2. Selenium dioxide was obtained from Alfa Products, Morton/Thiokol Inc. and used without purification.
3. The solid material containing selenium waste was placed in a container for heavy metal wastes and disposed of by a commercial service according to approved procedures.
4. Spectral characteristics are as follows: IR (CHCl3) cm−1: 3000, 1630, 1580, 1515, 1470, 1210; 1H NMR (300 MHz, CDCl3) δ: 6.88–7.11 (series of m, 6 H).
5. Triethylamine was distilled from calcium hydride prior to use.
6. 2-Methylene-1,3-dithiolane was prepared by the procedure of Dahnke and Paquette, Org. Synth., Coll. Vol. IX 1998, 585.
7. The Rf for this adduct is 0.6 in CH2Cl2. Its presence is clearly visible when anisaldehyde is employed as the staining agent.
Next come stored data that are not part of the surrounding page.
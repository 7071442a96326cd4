//! Recall-time symbol storage: once a parse is done and its declarations
//! have been written to an intermediate-code stream, a later pass reads
//! them back into index-keyed vectors rather than name-keyed tables —
//! nothing after parsing ever looks a symbol up by name again, only by
//! the `SymbolRef` a token already carries.

use crate::symbol::{ScopeId, Symbol, GLOBAL_SCOPE};

/// One scope's symbols, recalled from a stream and indexed exactly as
/// they were written.
#[derive(Debug, Default)]
pub struct SymbolVector {
    symbols: Vec<Symbol>,
}

impl SymbolVector {
    pub fn new() -> Self {
        Self::default()
    }

    pub fn push(&mut self, symbol: Symbol) -> i32 {
        let index = self.symbols.len() as i32;
        self.symbols.push(symbol);
        index
    }

    pub fn get(&self, index: i32) -> Option<&Symbol> {
        if index < 0 {
            return None;
        }
        self.symbols.get(index as usize)
    }

    pub fn len(&self) -> usize {
        self.symbols.len()
    }

    pub fn is_empty(&self) -> bool {
        self.symbols.is_empty()
    }
}

/// Every recalled scope, indexed by `ScopeId`, mirroring the structure a
/// `SymbolTableVector` had at parse time.
#[derive(Debug)]
pub struct SymbolVectorVector {
    scopes: Vec<SymbolVector>,
}

impl Default for SymbolVectorVector {
    fn default() -> Self {
        Self::new()
    }
}

impl SymbolVectorVector {
    pub fn new() -> Self {
        Self {
            scopes: vec![SymbolVector::new()],
        }
    }

    fn normalize(&self, scope: ScopeId) -> ScopeId {
        if scope >= 0 && (scope as usize) < self.scopes.len() {
            scope
        } else {
            GLOBAL_SCOPE
        }
    }

    /// Grows the scope vector so `scope` has a slot, normalizing a
    /// negative or already-out-of-range id to the global scope first —
    /// the same convention `recall` and `push_into` apply, so a caller
    /// can never turn a bad scope id into an unbounded allocation.
    pub fn ensure_scope(&mut self, scope: ScopeId) -> ScopeId {
        if scope < 0 {
            return GLOBAL_SCOPE;
        }
        while (scope as usize) >= self.scopes.len() {
            self.scopes.push(SymbolVector::new());
        }
        scope
    }

    pub fn push_into(&mut self, scope: ScopeId, symbol: Symbol) -> i32 {
        let scope = self.ensure_scope(scope);
        self.scopes[scope as usize].push(symbol)
    }

    /// Recalls the symbol a `SymbolRef` names, out-of-range scope
    /// references falling back to the global scope the same way
    /// `SymbolTableVector` does at parse time.
    pub fn recall(&self, scope: ScopeId, index: i32) -> Option<&Symbol> {
        let scope = self.normalize(scope);
        self.scopes[scope as usize].get(index)
    }

    pub fn scope_count(&self) -> usize {
        self.scopes.len()
    }
}

#[cfg(test)]
mod tests {
    use super::*;
    use crate::symbol::SymbolCategory;

    #[test]
    fn recall_finds_symbol_placed_at_scope_and_index() {
        let mut vectors = SymbolVectorVector::new();
        vectors.push_into(GLOBAL_SCOPE, Symbol::recalled("a", SymbolCategory::VARIABLE, 0, 0));
        vectors.ensure_scope(1);
        vectors.push_into(1, Symbol::recalled("b", SymbolCategory::VARIABLE, 1, 0));

        assert_eq!(vectors.recall(0, 0).unwrap().name, "a");
        assert_eq!(vectors.recall(1, 0).unwrap().name, "b");
        assert!(vectors.recall(0, 1).is_none());
    }

    #[test]
    fn recall_with_out_of_range_scope_falls_back_to_global() {
        let mut vectors = SymbolVectorVector::new();
        vectors.push_into(GLOBAL_SCOPE, Symbol::recalled("a", SymbolCategory::VARIABLE, 0, 0));
        assert_eq!(vectors.recall(42, 0).unwrap().name, "a");
    }

    #[test]
    fn push_into_with_negative_scope_falls_back_to_global_without_growing() {
        let mut vectors = SymbolVectorVector::new();
        vectors.push_into(
            crate::symbol::NO_SCOPE,
            Symbol::recalled("a", SymbolCategory::VARIABLE, 0, 0),
        );
        assert_eq!(vectors.scope_count(), 1);
        assert_eq!(vectors.recall(GLOBAL_SCOPE, 0).unwrap().name, "a");
    }
}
8. The adduct exhibits the following spectral properties: IR (CHCl3) cm−1: 2930, 1665, 1603, 1380, 1165; 1H NMR (300 MHz, CDCl3) δ: 2.72 (d, 1 H, J = 15.5), 2.87 (dd, 1 H, J = 6.8, 15.5), 3.21–3.45 (m, 5 H), 3.66 (t, 1 H, J = 7.7), 5.77 (dd, 1 H, J = 2.0, 11.1), 6.13 (t, 1 H, J = 7.9), 6.60 (dt, 1 H, J = 0.8, 7.6), 6.92 (dd, 1 H, J = 8.5, 11.1); 13C NMR (75 MHz, CDCl3) δ: 40.2, 40.6, 42.9, 51.9, 52.1, 70.8, 126.5, 129.4, 139.4, 150.6, 196.3. A sample recrystallized from hexane afforded off-white crystals with mp 62–63°C. As an alternative to chromatography, the Diels-Alder adduct can be purified by pouring the cooled, crude product into 100 mL of ether and rinsing the dark viscous gum with additional ether (2 × 25 mL). The material obtained from evaporation of the combined ethereal extracts is then subjected to bulb-to-bulb distillation. After removal of the volatile impurities, the product distils during the ramping of the temperature from 110–165°C at 0.5 mm. This modification affords a comparable yield of adduct on a 6-fold scale.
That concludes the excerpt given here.